Show language: C# VB.NET Both
Stemming (finding lemmas) is used to search for word variations. Eg. if the user searches for "tables", they will receive results that include "table" (note that this is more powerful than simple wildcard searching, because it can match shorter as well as longer forms).
The LemmaWeightFactor property in the Configuration is set to 0.5 by default, and this controls by how much lemma matches are weighted in the results. If the user searched for "tables", then occurrences of "table" will weigh half as much as occurrences of "tables", this ranking helps prevent the top results being cluttered with inexact matches to the searched terms.
You can choose the language to use for stemming in the LemmaLanguage property in the Configuration. Note that stemming algorithms are language specific and so the supported languages may be less numerous than the spelling dictionaries that are also available for the SearchSuggestions control.
English and German lemmas are built-in to the product DLLs, other languages can be downloaded from this page. Unzipped files should be placed in the index directory, and the LemmaLanguage property in Configuration should be set accordingly.
The Central Event System includes an Action event called "GetWordVariations" which is fired when the search engine needs lemmas. By hooking into this event the lemmas provided by the default generator can be completely overwritten or modified. Note that variations don't necessarily have to be lemmas (shared stems) but can be any words that should be searched for at the same time, such as synonyms and substitutes. For example a company with a furniture polish product named "Shine-O", may like to include "Shine-O" as a variation for "polish".
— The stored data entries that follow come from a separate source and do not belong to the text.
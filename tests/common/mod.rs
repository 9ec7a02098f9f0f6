pub mod schwab_mock;

use std::path::Path;

use schwab_connect::config::SchwabSettings;
use schwab_connect::store::Document;
use schwab_connect::{CredentialPair, DocumentRef};
use wiremock::MockServer;

pub const APP_KEY: &str = "test-app-key";
pub const APP_SECRET: &str = "test-app-secret";

#[allow(dead_code)]
pub fn credentials() -> CredentialPair {
    CredentialPair {
        app_key: APP_KEY.into(),
        app_secret: APP_SECRET.into(),
    }
}

/// Schwab settings pointing every endpoint at the mock server.
#[allow(dead_code)]
pub fn schwab_settings(server: &MockServer) -> SchwabSettings {
    SchwabSettings {
        api_base_url: server.uri(),
        redirect_uri: "https://127.0.0.1".into(),
    }
}

#[allow(dead_code)]
pub fn token_doc() -> DocumentRef {
    DocumentRef::new("schwab-tokens", "schwab-tokens-auth")
}

/// Build a document body from a JSON object literal.
#[allow(dead_code)]
pub fn document(value: serde_json::Value) -> Document {
    value.as_object().cloned().expect("document must be a JSON object")
}

/// Write a settings file using the file store and env credentials.
#[allow(dead_code)]
pub fn write_settings(dir: &Path, server: &MockServer) -> std::path::PathBuf {
    let settings = serde_json::json!({
        "secrets": { "backend": "env" },
        "tokenStore": {
            "backend": "file",
            "directory": dir.join("store"),
        },
        "schwab": { "apiBaseUrl": server.uri() }
    });
    let path = dir.join("schwab-connect.json");
    std::fs::write(&path, serde_json::to_string_pretty(&settings).unwrap()).unwrap();
    path
}
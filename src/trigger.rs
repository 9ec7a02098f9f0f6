//! Minimal HTTP trigger for scheduled refreshes (Cloud Scheduler, cron + curl).
//!
//! `GET` or `POST` on `/` or `/refresh` runs one refresh and answers
//! `200 Done!` or `500 Failed`. Connections are handled one at a time, so a
//! single server never runs two refreshes against the same document at once.

use std::time::Duration;

use tokio::io::{AsyncReadExt, AsyncWriteExt};
use tokio::net::{TcpListener, TcpStream};

use crate::error::SchwabError;
use crate::oauth::TokenRefresher;

pub const SUCCESS_MARKER: &str = "Done!";
pub const FAILURE_MARKER: &str = "Failed";

/// How long a client gets to send its request line before it is dropped.
pub const READ_TIMEOUT: Duration = Duration::from_secs(10);

#[derive(Debug, Clone, Copy, PartialEq, Eq)]
enum Route {
    Refresh,
    NotFound,
    MethodNotAllowed,
}

/// Serve refresh triggers until the listener fails.
pub async fn serve(listener: TcpListener, refresher: &TokenRefresher) -> Result<(), SchwabError> {
    serve_with_timeout(listener, refresher, READ_TIMEOUT).await
}

/// Like [`serve`], with a custom per-connection read deadline.
pub async fn serve_with_timeout(
    listener: TcpListener,
    refresher: &TokenRefresher,
    read_timeout: Duration,
) -> Result<(), SchwabError> {
    tracing::info!("Listening for refresh triggers on {}", listener.local_addr()?);
    loop {
        let (stream, peer) = listener.accept().await?;
        tracing::debug!("Trigger connection from {peer}");
        if let Err(e) = handle_connection(stream, refresher, read_timeout).await {
            tracing::warn!("Trigger connection from {peer} failed: {e}");
        }
    }
}

async fn handle_connection(
    mut stream: TcpStream,
    refresher: &TokenRefresher,
    read_timeout: Duration,
) -> Result<(), SchwabError> {
    let mut buf = vec![0u8; 4096];
    let n = tokio::time::timeout(read_timeout, stream.read(&mut buf))
        .await
        .map_err(|_| {
            std::io::Error::new(
                std::io::ErrorKind::TimedOut,
                format!("no request within {}s", read_timeout.as_secs_f32()),
            )
        })??;
    let request = String::from_utf8_lossy(&buf[..n]);

    let (status, body) = match route(&request) {
        Route::Refresh => match refresher.refresh().await {
            Ok(_) => ("200 OK", SUCCESS_MARKER),
            Err(e) => {
                tracing::error!(code = e.code(), "Refresh trigger failed: {e}");
                ("500 Internal Server Error", FAILURE_MARKER)
            }
        },
        Route::NotFound => ("404 Not Found", "Not Found"),
        Route::MethodNotAllowed => ("405 Method Not Allowed", "Method Not Allowed"),
    };

    let response = format!(
        "HTTP/1.1 {status}\r\nContent-Type: text/plain\r\nContent-Length: {}\r\nConnection: close\r\n\r\n{body}",
        body.len()
    );
    stream.write_all(response.as_bytes()).await?;
    stream.shutdown().await?;
    Ok(())
}

fn route(request: &str) -> Route {
    let mut parts = request
        .lines()
        .next()
        .unwrap_or_default()
        .split_whitespace();
    let (Some(method), Some(target)) = (parts.next(), parts.next()) else {
        return Route::NotFound;
    };
    let path = target.split('?').next().unwrap_or_default();

    match path {
        "/" | "/refresh" => match method {
            "GET" | "POST" => Route::Refresh,
            _ => Route::MethodNotAllowed,
        },
        _ => Route::NotFound,
    }
}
Within the plug-in project, handle the Action event, and specifically the GetWordVariations Action.
void CentralEventDispatcher_Action(object sender, Keyoti.SearchEngine.Events.ActionEventArgs e)
{
if (e.ActionData.Name == Keyoti.SearchEngine.Events.ActionName.GetWordVariations)
{
Keyoti.SearchEngine.DataAccess.Word theWord = ((object[])e.ActionData.Data)[0] as Keyoti.SearchEngine.DataAccess.Word;
ArrayList variations = (e.ActionData.Data as object[])[1] as ArrayList;
if (theWord.WordContent == "polish")
{
string firstVariation = variations[0].ToString();
variations.Insert(0, "Shine-O");//insert a word we also want to search for
}
}
}
Private Sub CentralEventDispatcher_Action(ByVal sender As Object, ByVal e As Keyoti.SearchEngine.Events.ActionEventArgs)
If (e.ActionData.Name = Keyoti.SearchEngine.Events.ActionName.GetWordVariations) Then
Dim theWord As Keyoti.SearchEngine.DataAccess.Word = CType(CType(e.ActionData.Data, Object())(0), Keyoti.SearchEngine.DataAccess.Word)
Dim variations As ArrayList = CType(CType(e.ActionData.Data, Object())(1), ArrayList)
If (theWord.WordContent = "polish") Then
Dim firstVariation As String = variations(0).ToString
variations.Insert(0, "Shine-O")
'insert a word we also want to search for
End If
End If
End Sub
The above code works with simple single word substitutions, however it does not support phrases, eg. if the user searches "lawn mower" and term "lawnmower" should also be a match.
Within the plug-in project, handle the Action event, and specifically the QueryExpressionGroupCreated Action.
void dispatcher_Action(object sender, ActionEventArgs e)
{
//Log everything - comment this line after debugging to optimize speed.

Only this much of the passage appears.